Salviamo la costa dell’Arenella: una marcia per un mare libero e senza cemento

Siracusa, 24 novembre 2025 – Ieri mattina, centinaia di persone si sono radunate all’Arenella, a pochi chilometri dal cuore di Siracusa, per alzare la voce contro le speculazioni edilizie che stanno cambiando il volto della costa. La protesta, battezzata “Mare libero e basta cemento”, è stata organizzata dall’Associazione Love Arenella insieme al Partito Comunista Italiano. L’obiettivo? Portare sotto i riflettori i problemi che da anni segnano questa fetta di litorale.

Mare per tutti, no al cemento: la voce della gente

Il corteo si è snodato lungo la strada che porta alla spiaggia, tra cartelli vivaci, slogan gridati a gran voce e bandiere al vento. “Il mare è di tutti e deve restare accessibile tutto l’anno”, è stato il messaggio più ripetuto dagli organizzatori, dal piccolo palco vicino al parcheggio comunale. Il cuore della protesta? La richiesta di fermare il cemento sulle spiagge e ridurre le concessioni private che hanno reso difficile l’accesso libero a molte zone di arenile.

Tra i partecipanti, famiglie con bambini, giovani attivisti e residenti di lunga data. “Non possiamo più permettere che pezzi di costa spariscano dietro a nuovi cantieri e stabilimenti”, ha detto Giovanni Russo, portavoce di Love Arenella. “Negli ultimi due anni la situazione è peggiorata: ogni estate spuntano recinzioni e aree chiuse. Eppure la legge è chiara: il mare deve essere alla portata di tutti”.

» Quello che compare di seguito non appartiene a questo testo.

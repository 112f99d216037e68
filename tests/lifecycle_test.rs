//! Lifecycle integration tests
//! Run with: cargo test --test lifecycle_test

mod common;

use async_trait::async_trait;
use serde_json::json;
use std::sync::atomic::{AtomicUsize, Ordering};
use std::sync::Arc;
use std::time::Duration;

use common::*;
use guildbot::application::BotContext;
use guildbot::domain::entities::{Guild, User};
use guildbot::domain::traits::{DataStore, Target, Transport};
use guildbot::infrastructure::adapters::LoopbackTransport;
use guildbot::infrastructure::storage::JsonStore;
use guildbot::{BotBuilder, BotError, ErrorKind, LifecycleState, Plugin, PluginHooks, Service};

#[derive(Default)]
struct Counters {
    listens: AtomicUsize,
    joins: AtomicUsize,
}

struct CountingHooks {
    counters: Arc<Counters>,
    fail: bool,
}

#[async_trait]
impl PluginHooks for CountingHooks {
    async fn on_listen(&self, _bot: &BotContext) -> Result<(), BotError> {
        self.counters.listens.fetch_add(1, Ordering::SeqCst);
        if self.fail {
            return Err(BotError::handler("listen hook failed"));
        }
        Ok(())
    }

    async fn on_join_guild(&self, _bot: &BotContext, _guild: &Guild) -> Result<(), BotError> {
        self.counters.joins.fetch_add(1, Ordering::SeqCst);
        Ok(())
    }
}

struct PanickingHooks;

#[async_trait]
impl PluginHooks for PanickingHooks {
    async fn on_listen(&self, _bot: &BotContext) -> Result<(), BotError> {
        panic!("hook blew up");
    }
}

fn counted(name: &str, fail: bool) -> (Plugin, Arc<Counters>) {
    let counters = Arc::new(Counters::default());
    let plugin = Plugin::new(name).with_hooks(CountingHooks {
        counters: counters.clone(),
        fail,
    });
    (plugin, counters)
}

async fn wait_until(check: impl Fn() -> bool) {
    tokio::time::timeout(Duration::from_secs(2), async {
        while !check() {
            tokio::time::sleep(Duration::from_millis(5)).await;
        }
    })
    .await
    .expect("condition not reached in time");
}

#[tokio::test]
async fn test_failing_hook_does_not_stop_boot() {
    let (a, a_count) = counted("a", false);
    let (b, b_count) = counted("b", true);
    let (c, c_count) = counted("c", false);
    let harness = start_with(
        transport(),
        config(),
        vec![a, b, c, Plugin::new("d").with_hooks(PanickingHooks)],
    )
    .await;

    harness.bot.on_ready().await.unwrap();
    assert_eq!(harness.bot.state(), LifecycleState::Listening);
    for counters in [&a_count, &b_count, &c_count] {
        assert_eq!(counters.listens.load(Ordering::SeqCst), 1);
        assert_eq!(counters.joins.load(Ordering::SeqCst), 1);
    }
}

#[tokio::test]
async fn test_hook_failures_are_reported_to_the_owner() {
    ensure_init();
    let (b, _) = counted("b", true);
    let transport = Arc::new(transport());
    let bot = BotBuilder::new(config())
        .transport(transport.clone())
        .plugin(b)
        .unwrap()
        .build()
        .unwrap();
    bot.listen().await.unwrap();

    let reports = transport.sent_to(&Target::User(OWNER_ID.to_string())).await;
    assert_eq!(reports.len(), 1);
    let embed = reports[0].embed.clone().unwrap();
    assert_eq!(embed.title.as_deref(), Some("onListen failed"));
    assert_eq!(embed.field("Entry").unwrap().value, "plugin b");
    assert_eq!(embed.field("Error Message").unwrap().value, "listen hook failed");
}

#[tokio::test]
async fn test_listen_runs_once() {
    ensure_init();
    let (plugin, counters) = counted("once", false);
    let transport = Arc::new(transport());
    let bot = BotBuilder::new(config())
        .transport(transport.clone())
        .plugin(plugin)
        .unwrap()
        .build()
        .unwrap();

    let (first, second) = tokio::join!(bot.listen(), bot.listen());
    first.unwrap();
    second.unwrap();
    bot.listen().await.unwrap();
    assert_eq!(counters.listens.load(Ordering::SeqCst), 1);
}

#[tokio::test]
async fn test_on_ready_replays_for_late_subscribers() {
    let harness = start(vec![]).await;
    harness.bot.on_ready().await.unwrap();
    harness.bot.on_ready().await.unwrap();
}

#[tokio::test]
async fn test_shutdown_requires_listening() {
    ensure_init();
    let transport = Arc::new(transport());
    let bot = BotBuilder::new(config()).transport(transport.clone()).build().unwrap();

    let err = bot.shutdown().await.unwrap_err();
    assert_eq!(err.kind(), ErrorKind::Lifecycle);

    bot.listen().await.unwrap();
    assert!(transport.is_connected());
    bot.shutdown().await.unwrap();
    assert_eq!(bot.state(), LifecycleState::Idle);
    assert!(!transport.is_connected());

    assert_eq!(bot.shutdown().await.unwrap_err().kind(), ErrorKind::Lifecycle);
    assert_eq!(bot.listen().await.unwrap_err().kind(), ErrorKind::Lifecycle);
}

#[tokio::test]
async fn test_shutdown_stops_consuming_events() {
    let harness = start(vec![Plugin::new("test").with_command(ping())]).await;
    harness.bot.shutdown().await.unwrap();

    assert!(harness.transport.push_message(message(&member(), "!ping")).await.is_err());
    assert!(harness.transport.sent().await.is_empty());
}

#[tokio::test]
async fn test_owner_is_required() {
    ensure_init();
    let transport = Arc::new(LoopbackTransport::new(User::new(BOT_ID, "guildbot").bot()));
    let bot = BotBuilder::new(config()).transport(transport).build().unwrap();

    let err = bot.listen().await.unwrap_err();
    assert!(matches!(err, BotError::Boot(_)));
    assert_eq!(bot.state(), LifecycleState::Idle);
    assert!(bot.on_ready().await.is_err());
}

#[tokio::test]
async fn test_owner_falls_back_to_config() {
    ensure_init();
    let mut config = config();
    config.bot.owner_id = Some("77".to_string());
    let transport = Arc::new(LoopbackTransport::new(User::new(BOT_ID, "guildbot").bot()));
    let bot = BotBuilder::new(config).transport(transport).build().unwrap();

    bot.listen().await.unwrap();
    assert!(bot.context().is_owner("77"));
}

#[tokio::test]
async fn test_messages_flow_through_the_event_stream() {
    let harness = start(vec![Plugin::new("test").with_command(ping())]).await;
    harness.transport.push_message(message(&member(), "!ping")).await.unwrap();

    let sent = harness
        .transport
        .wait_for_sent(1, Duration::from_secs(2))
        .await
        .unwrap();
    assert_eq!(sent[0].1.content.as_deref(), Some("pong"));
}

#[tokio::test]
async fn test_default_data_is_seeded_on_join() {
    ensure_init();
    let (plugin, counters) = counted("greeter", false);
    let plugin = plugin.with_default_data("greeter.message", json!("Welcome!"));
    let store = Arc::new(JsonStore::in_memory());
    store.set(GUILD_ID, "greeter.message", json!("Custom")).await.unwrap();

    let transport = Arc::new(transport());
    let bot = BotBuilder::new(config())
        .transport(transport.clone())
        .store(store.clone())
        .plugin(plugin)
        .unwrap()
        .build()
        .unwrap();
    bot.listen().await.unwrap();

    // existing keys are kept
    assert_eq!(store.get(GUILD_ID, "greeter.message").await.unwrap(), Some(json!("Custom")));

    transport.join_guild(Guild::new("g2", "Second", "500")).await.unwrap();
    wait_until(|| counters.joins.load(Ordering::SeqCst) == 2).await;
    assert_eq!(store.get("g2", "greeter.message").await.unwrap(), Some(json!("Welcome!")));
}

#[tokio::test]
async fn test_startup_summary() {
    ensure_init();
    let mut config = config();
    config.bot.startup_summary = true;
    let transport = Arc::new(transport());
    let bot = BotBuilder::new(config).transport(transport.clone()).build().unwrap();
    bot.listen().await.unwrap();

    let sent = transport.sent().await;
    let embed = sent[0].1.embed.clone().unwrap();
    assert_eq!(embed.title.as_deref(), Some("guildbot is online"));
    assert_eq!(embed.field("Guilds").unwrap().value, "1");
    assert_eq!(embed.field("Plugins").unwrap().value, "1");
}

#[derive(Debug)]
struct Counter {
    listens: AtomicUsize,
}

#[async_trait]
impl Service for Counter {
    fn name(&self) -> &str {
        "Counter"
    }

    async fn on_listen(&self, _bot: &BotContext) -> Result<(), BotError> {
        self.listens.fetch_add(1, Ordering::SeqCst);
        Ok(())
    }
}

#[tokio::test]
async fn test_services_are_looked_up_by_type() {
    let harness = start(vec![Plugin::new("stats").with_service(Counter {
        listens: AtomicUsize::new(0),
    })])
    .await;
    let ctx = harness.bot.context();

    let counter = ctx.service::<Counter>("Stats", "counter").unwrap();
    assert_eq!(counter.listens.load(Ordering::SeqCst), 1);

    let wrong_type = ctx.service::<guildbot::application::services::PermissionsService>("stats", "counter");
    assert!(matches!(wrong_type, Err(e) if e.kind() == ErrorKind::Type));
    let missing = ctx.service::<Counter>("stats", "missing");
    assert!(matches!(missing, Err(e) if e.kind() == ErrorKind::NotFound));
}

#[tokio::test]
async fn test_plugins_bound_to_another_bot_are_rejected() {
    ensure_init();
    let mut builder = BotBuilder::new(config());
    let err = builder
        .add_plugin(Plugin::new("stranger").bind(uuid::Uuid::new_v4()))
        .err()
        .unwrap();
    assert_eq!(err.kind(), ErrorKind::Type);

    let id = builder.id();
    assert!(builder.add_plugin(Plugin::new("mine").bind(id)).is_ok());
}

#[tokio::test]
async fn test_build_requires_transport() {
    let err = BotBuilder::new(config()).build().err().unwrap();
    assert_eq!(err.kind(), ErrorKind::Lifecycle);
}

#[tokio::test]
async fn test_transport_failures_fail_boot() {
    ensure_init();
    let transport = Arc::new(transport());
    // events can only be taken once
    transport.events().await.unwrap();
    let bot = BotBuilder::new(config()).transport(transport).build().unwrap();
    assert!(matches!(bot.listen().await, Err(BotError::Boot(_))));
}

Degrado e cemento: la dura accusa degli attivisti

Al centro della protesta c’è la denuncia contro il degrado ambientale e la continua speculazione edilizia che, dicono gli attivisti, stanno rovinando il paesaggio. “Abbiamo lanciato un segnale forte per difendere quello che vogliono portarci via”, ha spiegato Maria Grazia Lentini, una delle promotrici, parlando delle nuove costruzioni vicino alla battigia. Alcuni residenti hanno mostrato foto recenti: cumuli di cemento a due passi dal mare, barriere di ferro e rifiuti abbandonati tra le dune.

Il problema, sottolineano gli organizzatori, non riguarda solo l’Arenella, ma tutta la costa siracusana. “È una questione che tocca tutto il territorio”, ha ammesso Lentini. “Se non si interviene subito, rischiamo di perdere per sempre la bellezza naturale di questi luoghi”.

Appello alla Procura e alle istituzioni: ora basta

Non sono mancati richiami alle autorità. Gli organizzatori hanno rivolto un appello diretto alla Procura di Siracusa, chiedendo di fare luce sulle segnalazioni di cemento selvaggio all’Arenella. “Serve chiarezza su quello che sta succedendo”, ha detto Russo dal palco. “È urgente un intervento deciso per proteggere un tratto di costa sempre più fragile”.

Alla manifestazione erano presenti anche alcuni consiglieri comunali e rappresentanti di associazioni ambientaliste locali. “Il Comune deve fare la sua parte”, ha detto a titolo personale il consigliere Salvatore Greco. “Serve un piano serio per recuperare le spiagge libere e tenere sotto controllo le concessioni”.

Trasporto pubblico e accesso: le altre battaglie

Oltre a dire no al cemento, i manifestanti hanno chiesto un miglioramento del trasporto pubblico verso le spiagge. “Molti non hanno l’auto e in estate arrivare all’Arenella diventa una vera impresa”, ha raccontato una residente, Lucia Spadafora, indicando la fermata dell’autobus, spesso affollata nei mesi caldi. Secondo gli organizzatori, potenziare i collegamenti è fondamentale per garantire a tutti un accesso equo al mare, anche ai residenti dei comuni vicini.

La battaglia continua

La manifestazione si è chiusa intorno alle 13, tra applausi e nuove promesse di mobilitazione. Gli organizzatori hanno annunciato che continueranno a seguire la situazione e a raccogliere segnalazioni dai cittadini. “Non ci fermiamo qui”, ha garantito Lentini prima di lasciare il palco. “Difendere il mare vuol dire difendere il futuro della nostra comunità”.